The Labour Court was recently tasked with determining whether the position is altered in circumstances where employees are employed under fixed term contracts stating that their contract would endure for the duration of “the skills requirement of the project”. This issue was determined in the case of National Union of Mineworkers obo Milisa and others v WBHO Construction (Pty) Ltd [2016] 6 BLLR 642 (LC).

In this case, WBHO was involved in the construction of Hemingways Hotel and Casino. The employees were employed on fixed term contracts in 2012 as general workers for, as set out in their employment contract, the duration of their skills requirement in the project. In December 2012, before completion of the project, the employees were issued with notices of termination of their employment. WBHO retained a group of about 20 to 30 employees to assist with the additional functions to complete construction of the project.

NUM challenged the termination of the employees’ employment in the Labour Court on the basis that the employees’ dismissals constituted an unlawful premature repudiation of their fixed-term contracts of employment as WHBO was by law not entitled to terminate the contracts before the completion of the project. NUM also claimed that their employees’ dismissals were unfair and in violation of section 189 of the LRA.

WBHO denied having dismissed the employees unlawfully, unfairly or for its operational requirements. It argued that the employees had been employed on fixed-term contracts which entitled it to terminate their services when the project reached the stage when their services were no longer required, and that the project had reached that stage. WBHO relied on the automatic termination clause of the contract of employment which provides that the contract would endure for the duration of the employees’ skills requirement on the project.

In relation to WBHO’s argument based on the automatic termination clause, the Labour Court had to determine whether such a clause as contained in the employees’ fixed term contract of employment, permitted its automatic termination, alternatively whether the employees' termination of employment constituted a dismissal.

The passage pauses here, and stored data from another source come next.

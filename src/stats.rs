//! Run-stats CSV logging: one append-only row per run, for batch
//! experiments across configurations.

use std::fs::OpenOptions;
use std::io::Write;

use tracing::error;

use crate::config::Config;
use crate::solution::Solution;

/// Appends one CSV row to `config.stats_path`, if set. Silently does
/// nothing when no stats path was configured.
pub fn append_row(config: &Config, solution: &Solution) {
    let Some(path) = &config.stats_path else {
        return;
    };

    let row = format!(
        "{},{},{},{:?},{},{:.6},{:.6},{},{},{}\n",
        config.roadmap_path,
        config.tasks_path,
        config.agent_radius,
        config.hlh_type,
        solution.found,
        solution.flowtime,
        solution.makespan,
        solution.time_ms,
        solution.high_level_expanded,
        solution.low_level_expansions,
    );

    let file = OpenOptions::new().create(true).append(true).open(path);
    match file {
        Ok(mut file) => {
            if let Err(e) = file.write_all(row.as_bytes()) {
                error!("failed to write stats row to '{path}': {e}");
            }
        }
        Err(e) => error!("failed to open stats file '{path}': {e}"),
    }
}
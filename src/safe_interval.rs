//! Safe-interval table: per-vertex and per-edge safe
//! intervals derived from one agent's constraint set.

use std::cell::RefCell;
use std::collections::HashMap;

use crate::constraint::ConstraintSet;
use crate::interval::{complement, Interval};
use crate::roadmap::VertexId;

/// Caches the complement computation per (vertex-or-edge) key so that
/// repeated SIPP expansions against the same constraint set don't redo
/// the interval-list complement each time.
pub struct SafeIntervalTable<'c> {
    constraints: &'c ConstraintSet,
    agent: usize,
    vertex_cache: RefCell<HashMap<VertexId, Vec<Interval>>>,
    edge_cache: RefCell<HashMap<(VertexId, VertexId), Vec<Interval>>>,
}

impl<'c> SafeIntervalTable<'c> {
    pub fn new(constraints: &'c ConstraintSet, agent: usize) -> Self {
        SafeIntervalTable {
            constraints,
            agent,
            vertex_cache: RefCell::new(HashMap::new()),
            edge_cache: RefCell::new(HashMap::new()),
        }
    }

    /// Safe intervals for *being at* `v` — the complement of the windows
    /// during which a wait-move constraint (u == v) forbids occupying it.
    pub fn vertex_safe_intervals(&self, v: VertexId) -> Vec<Interval> {
        if let Some(cached) = self.vertex_cache.borrow().get(&v) {
            return cached.clone();
        }
        let occupied = self.constraints.negative_windows(self.agent, v, v);
        let safe = complement(occupied);
        self.vertex_cache.borrow_mut().insert(v, safe.clone());
        safe
    }

    /// Safe *start* intervals for departing along directed edge `(u, v)`.
    pub fn edge_start_safe_intervals(&self, u: VertexId, v: VertexId) -> Vec<Interval> {
        if let Some(cached) = self.edge_cache.borrow().get(&(u, v)) {
            return cached.clone();
        }
        let occupied = self.constraints.negative_windows(self.agent, u, v);
        let safe = complement(occupied);
        self.edge_cache.borrow_mut().insert((u, v), safe.clone());
        safe
    }
}

#[cfg(test)]
mod tests {
    use super::*;

    #[test]
    fn vertex_with_no_constraints_is_safe_forever() {
        let cs = ConstraintSet::new();
        let table = SafeIntervalTable::new(&cs, 0);
        let safe = table.vertex_safe_intervals(VertexId(0));
        assert_eq!(safe.len(), 1);
        assert_eq!(safe[0].start, 0.0);
        assert!(safe[0].end.is_infinite());
    }

    #[test]
    fn vertex_occupied_window_splits_safe_intervals() {
        let mut cs = ConstraintSet::new();
        cs.add_negative(0, VertexId(0), VertexId(0), Interval::new(2.0, 4.0));
        let table = SafeIntervalTable::new(&cs, 0);
        let safe = table.vertex_safe_intervals(VertexId(0));
        assert_eq!(safe.len(), 2);
        assert_eq!((safe[0].start, safe[0].end), (0.0, 2.0));
        assert_eq!(safe[1].start, 4.0);
    }

    #[test]
    fn edge_and_vertex_constraints_are_independent() {
        let mut cs = ConstraintSet::new();
        cs.add_negative(0, VertexId(0), VertexId(1), Interval::new(1.0, 2.0));
        let table = SafeIntervalTable::new(&cs, 0);
        assert_eq!(table.vertex_safe_intervals(VertexId(0)).len(), 1);
        assert_eq!(table.edge_start_safe_intervals(VertexId(0), VertexId(1)).len(), 2);
    }
}
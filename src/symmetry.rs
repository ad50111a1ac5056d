//! Symmetry / cardinal analysis: classifies a conflict by
//! replanning each participant with its colliding move forbidden, and
//! detects the corridor and target symmetries that let the high level
//! emit a stronger constraint than a single forbidden move.

use crate::agent::{Agent, Move, Path};
use crate::conflict::Conflict;
use crate::constraint::{Constraint, ConstraintSet};
use crate::geometry;
use crate::interval::Interval;
use crate::numeric::approx_gt;
use crate::roadmap::{Roadmap, VertexId};
use crate::sipp::{self, SippConfig, SippOutcome};

#[derive(Debug, Clone, Copy, PartialEq, Eq)]
pub enum ConflictKind {
    Cardinal,
    SemiCardinal,
    NonCardinal,
}

#[derive(Debug, Clone, Copy)]
pub struct Classification {
    pub kind: ConflictKind,
    pub delta_a: f64,
    pub delta_b: f64,
}

/// Replans `conflict.agent_a` under a constraint forbidding `move_a`, and
/// `conflict.agent_b` under one forbidding `move_b`, then classifies by
/// the resulting cost deltas: cardinal if both increase, semi-cardinal if
/// exactly one does, non-cardinal otherwise.
#[allow(clippy::too_many_arguments)]
pub fn classify(
    roadmap: &Roadmap,
    radius: f64,
    agents: &[Agent],
    constraints: &ConstraintSet,
    paths: &[Path],
    conflict: &Conflict,
    sipp_config: &SippConfig,
    low_level_expansions: &mut usize,
) -> Classification {
    let delta_a = replanned_delta(
        roadmap,
        radius,
        agents,
        constraints,
        paths,
        sipp_config,
        low_level_expansions,
        conflict.agent_a,
        &conflict.move_b,
        &conflict.move_a,
        conflict.window,
    );
    let delta_b = replanned_delta(
        roadmap,
        radius,
        agents,
        constraints,
        paths,
        sipp_config,
        low_level_expansions,
        conflict.agent_b,
        &conflict.move_a,
        &conflict.move_b,
        conflict.window,
    );

    let kind = match (approx_gt(delta_a, 0.0), approx_gt(delta_b, 0.0)) {
        (true, true) => ConflictKind::Cardinal,
        (false, false) => ConflictKind::NonCardinal,
        _ => ConflictKind::SemiCardinal,
    };

    Classification { kind, delta_a, delta_b }
}

/// Replans `agent_id` under a trial negative constraint forbidding its own
/// colliding move (`own_move`), returning the resulting cost delta (or
/// `+inf` if no path remains). The forbidden window is the true collision
/// interval between `own_move` and `fixed_other` (spec.md §4.B), not their
/// realized time-overlap, which is generally narrower or wider; falls back
/// to `realized_overlap` if the geometry kernel can't express the result
/// as one interval.
#[allow(clippy::too_many_arguments)]
fn replanned_delta(
    roadmap: &Roadmap,
    radius: f64,
    agents: &[Agent],
    constraints: &ConstraintSet,
    paths: &[Path],
    sipp_config: &SippConfig,
    low_level_expansions: &mut usize,
    agent_id: usize,
    fixed_other: &Move,
    own_move: &Move,
    realized_overlap: Interval,
) -> f64 {
    let window = geometry::collision_interval(roadmap, radius, fixed_other, own_move.u, own_move.v, own_move.duration())
        .unwrap_or(realized_overlap);

    let mut trial = constraints.clone();
    trial.add_negative(agent_id, own_move.u, own_move.v, window);

    let original_duration = paths[agent_id].finish_time();
    match sipp::plan(roadmap, &agents[agent_id], &trial, sipp_config, low_level_expansions) {
        SippOutcome::Found(path) => (path.finish_time() - original_duration).max(0.0),
        SippOutcome::NoPath => f64::INFINITY,
    }
}

fn is_corridor_vertex(roadmap: &Roadmap, v: VertexId) -> bool {
    roadmap.degree(v) == 2
}

/// Walks a degree-2 chain starting at `from`, heading toward `towards`,
/// until a vertex whose degree isn't 2 (the corridor boundary), returning
/// that boundary vertex and the cumulative traversal duration.
fn walk_corridor(roadmap: &Roadmap, from: VertexId, towards: VertexId) -> (VertexId, f64) {
    let mut prev = from;
    let mut current = towards;
    let mut total = roadmap.duration(from, towards).unwrap_or(0.0);
    while is_corridor_vertex(roadmap, current) {
        let Some(next) = roadmap.neighbors(current).find(|&n| n != prev) else {
            break;
        };
        total += roadmap.duration(current, next).unwrap_or(0.0);
        prev = current;
        current = next;
    }
    (current, total)
}

/// If `conflict`'s two moves traverse the same corridor (a chain of
/// degree-2 vertices) in opposing directions, returns a range constraint
/// forbidding the agent with the smaller replanning delta (the "loser",
/// ties favor `agent_b`) from entering the corridor for the full
/// traversal window, rather than just the single colliding move.
pub fn corridor_constraint(
    roadmap: &Roadmap,
    conflict: &Conflict,
    classification: &Classification,
) -> Option<Constraint> {
    let move_a = conflict.move_a;
    let move_b = conflict.move_b;
    if move_a.is_wait() || move_b.is_wait() {
        return None;
    }
    if !(is_corridor_vertex(roadmap, move_a.u) && is_corridor_vertex(roadmap, move_a.v)) {
        return None;
    }

    let (boundary_a, len_a) = walk_corridor(roadmap, move_a.u, move_a.v);
    let (boundary_b, len_b) = walk_corridor(roadmap, move_b.u, move_b.v);
    // A true opposing-direction corridor crossing: walking from each
    // move's origin toward its destination reaches the other move's
    // origin vertex.
    if boundary_a != move_b.u || boundary_b != move_a.u {
        return None;
    }

    let (loser_agent, entry_u, entry_v, window_len) = if classification.delta_a > classification.delta_b {
        (conflict.agent_b, move_b.u, move_b.v, len_b)
    } else {
        (conflict.agent_a, move_a.u, move_a.v, len_a)
    };

    Some(Constraint::Negative {
        agent: loser_agent,
        u: entry_u,
        v: entry_v,
        window: Interval::new(conflict.window.start, conflict.window.start + window_len),
    })
}

/// If `goal` (agent `goal_agent`'s destination) lies on `other_agent`'s
/// remaining path after `goal_agent` has already arrived and started
/// dwelling there forever, returns a synthetic conflict pairing the
/// (infinite) dwell against the crossing move — the high level resolves
/// it with a single negative constraint on `other_agent` alone, since
/// `goal_agent` cannot be made to avoid its own goal.
pub fn target_conflict(
    goal_agent: usize,
    goal: VertexId,
    goal_path: &Path,
    other_agent: usize,
    other_path: &Path,
) -> Option<Conflict> {
    let arrival = goal_path.finish_time();
    for mv in &other_path.moves {
        if mv.t_end <= arrival {
            continue;
        }
        if mv.v == goal || mv.u == goal {
            let dwell = crate::agent::Move {
                agent: goal_agent,
                u: goal,
                v: goal,
                t_start: arrival,
                t_end: f64::INFINITY,
            };
            return Some(Conflict {
                agent_a: goal_agent,
                agent_b: other_agent,
                move_a: dwell,
                move_b: *mv,
                window: Interval::forever_from(arrival.max(mv.t_start)),
            });
        }
    }
    None
}

#[cfg(test)]
mod tests {
    use super::*;
    use crate::agent::{Agent, Move};
    use crate::roadmap::Point;

    fn line_roadmap() -> Roadmap {
        // 0 -- 1 -- 2 -- 3 -- 4, a 5-vertex corridor of degree-2 interior
        // vertices (1, 2, 3).
        let mut rm = Roadmap::new(vec![
            Point { x: 0.0, y: 0.0 },
            Point { x: 1.0, y: 0.0 },
            Point { x: 2.0, y: 0.0 },
            Point { x: 3.0, y: 0.0 },
            Point { x: 4.0, y: 0.0 },
        ]);
        for i in 0..4 {
            rm.add_edge(VertexId(i), VertexId(i + 1)).unwrap();
        }
        rm
    }

    #[test]
    fn classify_cardinal_when_both_sides_must_detour() {
        // Two vertices connected by a single edge: a head-on swap forces
        // both sides to pay a strictly positive delta to avoid it.
        let mut rm = Roadmap::new(vec![Point { x: 0.0, y: 0.0 }, Point { x: 1.0, y: 0.0 }]);
        rm.add_edge(VertexId(0), VertexId(1)).unwrap();
        let agents = vec![
            Agent { id: 0, start: VertexId(0), goal: VertexId(1) },
            Agent { id: 1, start: VertexId(1), goal: VertexId(0) },
        ];
        let paths = vec![
            Path { moves: vec![Move { agent: 0, u: VertexId(0), v: VertexId(1), t_start: 0.0, t_end: 1.0 }] },
            Path { moves: vec![Move { agent: 1, u: VertexId(1), v: VertexId(0), t_start: 0.0, t_end: 1.0 }] },
        ];
        let conflict = Conflict {
            agent_a: 0,
            agent_b: 1,
            move_a: paths[0].moves[0],
            move_b: paths[1].moves[0],
            window: Interval::new(0.0, 1.0),
        };
        let cs = ConstraintSet::new();
        let mut expansions = 0;
        let classification = classify(&rm, 0.4, &agents, &cs, &paths, &conflict, &SippConfig::default(), &mut expansions);
        assert_eq!(classification.kind, ConflictKind::Cardinal);
        assert!(classification.delta_a > 0.0);
        assert!(classification.delta_b > 0.0);
    }

    #[test]
    fn corridor_constraint_detects_opposing_crossing() {
        let rm = line_roadmap();
        let move_a = Move { agent: 0, u: VertexId(0), v: VertexId(1), t_start: 0.0, t_end: 1.0 };
        let move_b = Move { agent: 1, u: VertexId(4), v: VertexId(3), t_start: 0.0, t_end: 1.0 };
        let conflict = Conflict {
            agent_a: 0,
            agent_b: 1,
            move_a,
            move_b,
            window: Interval::new(0.0, 1.0),
        };
        let classification = Classification { kind: ConflictKind::Cardinal, delta_a: 1.0, delta_b: 1.0 };
        let constraint = corridor_constraint(&rm, &conflict, &classification);
        assert!(constraint.is_some());
        if let Some(Constraint::Negative { window, .. }) = constraint {
            assert_eq!(window.duration(), 4.0);
        }
    }

    #[test]
    fn target_conflict_found_when_other_crosses_after_arrival() {
        let goal_path = Path {
            moves: vec![Move { agent: 0, u: VertexId(0), v: VertexId(2), t_start: 0.0, t_end: 2.0 }],
        };
        let other_path = Path {
            moves: vec![Move { agent: 1, u: VertexId(3), v: VertexId(2), t_start: 3.0, t_end: 4.0 }],
        };
        let found = target_conflict(0, VertexId(2), &goal_path, 1, &other_path);
        assert!(found.is_some());
    }

    #[test]
    fn no_target_conflict_when_crossing_happens_before_arrival() {
        let goal_path = Path {
            moves: vec![Move { agent: 0, u: VertexId(0), v: VertexId(2), t_start: 5.0, t_end: 7.0 }],
        };
        let other_path = Path {
            moves: vec![Move { agent: 1, u: VertexId(3), v: VertexId(2), t_start: 0.0, t_end: 1.0 }],
        };
        assert!(target_conflict(0, VertexId(2), &goal_path, 1, &other_path).is_none());
    }

    #[test]
    fn target_conflict_found_when_other_departs_the_goal_without_stopping() {
        // B passes straight through vertex 2 (A's goal) without waiting:
        // one move arrives exactly as A settles, the next departs.
        let goal_path = Path {
            moves: vec![Move { agent: 0, u: VertexId(0), v: VertexId(2), t_start: 0.0, t_end: 2.0 }],
        };
        let other_path = Path {
            moves: vec![
                Move { agent: 1, u: VertexId(3), v: VertexId(2), t_start: 1.0, t_end: 2.0 },
                Move { agent: 1, u: VertexId(2), v: VertexId(1), t_start: 2.0, t_end: 3.0 },
            ],
        };
        let found = target_conflict(0, VertexId(2), &goal_path, 1, &other_path);
        assert!(found.is_some());
    }
}
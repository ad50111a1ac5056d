//! Branching-policy interface: selects which conflict in
//! the current high-level node to split on.

use crate::symmetry::ConflictKind;

/// Fixed-length, serialization-friendly view of one conflict, handed to a
/// branching policy so an external scorer (e.g. a learned policy) can
/// consume it without depending on the solver's internal types.
#[derive(Debug, Clone, Copy, PartialEq)]
pub struct ConflictObservation {
    pub index: usize,
    pub agent_a: usize,
    pub agent_b: usize,
    pub kind: ConflictKind,
    pub depth: usize,
    pub time_to_conflict: f64,
    pub delta_a: f64,
    pub delta_b: f64,
}

/// Abstract scorer consumed by the high-level search. The core never
/// assumes the scorer is deterministic; it only requires the returned
/// index to be in `[0, observations.len())`.
pub trait BranchingPolicy {
    fn choose(&mut self, observations: &[ConflictObservation]) -> usize;
}

/// Deterministic default: cardinal first, then semi-cardinal, then
/// earliest time-to-conflict, then lowest agent-id tuple. Set
/// `prioritize_cardinal` to `false` to fall back to earliest-conflict
/// selection regardless of classification (the `use_cardinal` config
/// flag).
#[derive(Debug, Clone, Copy)]
pub struct HeuristicBranching {
    pub prioritize_cardinal: bool,
}

impl Default for HeuristicBranching {
    fn default() -> Self {
        HeuristicBranching { prioritize_cardinal: true }
    }
}

impl BranchingPolicy for HeuristicBranching {
    fn choose(&mut self, observations: &[ConflictObservation]) -> usize {
        observations
            .iter()
            .enumerate()
            .min_by(|(_, a), (_, b)| {
                let rank_a = if self.prioritize_cardinal { rank(a.kind) } else { 0 };
                let rank_b = if self.prioritize_cardinal { rank(b.kind) } else { 0 };
                rank_a
                    .cmp(&rank_b)
                    .then(
                        a.time_to_conflict
                            .partial_cmp(&b.time_to_conflict)
                            .unwrap_or(std::cmp::Ordering::Equal),
                    )
                    .then((a.agent_a, a.agent_b).cmp(&(b.agent_a, b.agent_b)))
            })
            .map(|(i, _)| i)
            .expect("branching is never called with an empty conflict list")
    }
}

fn rank(kind: ConflictKind) -> u8 {
    match kind {
        ConflictKind::Cardinal => 0,
        ConflictKind::SemiCardinal => 1,
        ConflictKind::NonCardinal => 2,
    }
}

#[cfg(test)]
mod tests {
    use super::*;

    fn obs(index: usize, agent_a: usize, agent_b: usize, kind: ConflictKind, t: f64) -> ConflictObservation {
        ConflictObservation {
            index,
            agent_a,
            agent_b,
            kind,
            depth: 0,
            time_to_conflict: t,
            delta_a: 0.0,
            delta_b: 0.0,
        }
    }

    #[test]
    fn prefers_cardinal_over_earlier_non_cardinal() {
        let observations = vec![
            obs(0, 0, 1, ConflictKind::NonCardinal, 0.1),
            obs(1, 2, 3, ConflictKind::Cardinal, 5.0),
        ];
        let mut policy = HeuristicBranching::default();
        assert_eq!(policy.choose(&observations), 1);
    }

    #[test]
    fn falls_back_to_earliest_time_when_cardinal_disabled() {
        let observations = vec![
            obs(0, 0, 1, ConflictKind::NonCardinal, 0.1),
            obs(1, 2, 3, ConflictKind::Cardinal, 5.0),
        ];
        let mut policy = HeuristicBranching { prioritize_cardinal: false };
        assert_eq!(policy.choose(&observations), 0);
    }

    #[test]
    fn ties_break_on_agent_id_tuple() {
        let observations = vec![
            obs(0, 3, 4, ConflictKind::Cardinal, 1.0),
            obs(1, 1, 2, ConflictKind::Cardinal, 1.0),
        ];
        let mut policy = HeuristicBranching::default();
        assert_eq!(policy.choose(&observations), 1);
    }
}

In determining the matter, the Labour Court considered a number of prevailing authorities, including the decision of SA Post Office Ltd v Mampeule (2010) 10 BLLR 1052 (LAC), where the Labour Appeal Court found that parties to an employment relationship cannot contract out of the protection against unfair dismissal, whether or not they do so by means of an automatic termination clause or otherwise, as the LRA was promulgated in the public interest. Section 185 of the LRA provides that every employee has the right not to be unfairly dismissed.

The Labour Court found that the automatic termination provision in the employees’ contracts involved a unilateral and subjective assessment by WBHO, which granted it an unfettered discretion to decide when the employees’ skills were no longer required. Given the nature of the employees’ duties as general workers, the decision whether their skills were no longer required was subjective.

The Labour Court concluded that the employees had been dismissed for reasons relating to WBHO’s operational requirements and held that:

The automatic termination provision in the applicants’ contracts of employment is invalid as it is in flagrant disregard of provisions of the LRA which preclude employers from terminating employees’ contracts at will and in violation of the provisions of the LRA which protect employees against unfair dismissal.

In the circumstances, when WBHO contemplated dismissing the employees based on its operational requirements, it was required to comply with the mandatory provisions of section 189 of the LRA and ensure that the employees’ dismissal was both substantively and procedurally fair. The Labour Court found that WBHO had failed to comply with its duty in terms of section 189 which rendered the employees’ dismissal substantively and procedurally unfair. While the employees claimed maximum compensation of 12 months, the Labour Court only awarded them compensation equivalent to three months remuneration. This was because the employment contract of those employees who had been retained by WBHO when the other employees were dismissed had been terminated only two months later.

This decision demonstrates once again the strict approach the Labour Court is taking when interpreting contractual termination clauses and its willingness to find them invalid. Any employer concluding a fixed term contract must ensure that termination of a fixed term contract is clearly justified and not merely based on the provision of the contract. Should the employer need to terminate employees’ fixed term contracts earlier than as anticipated, the employer must comply with the procedure for dismissal based on the employer’s operational requirements.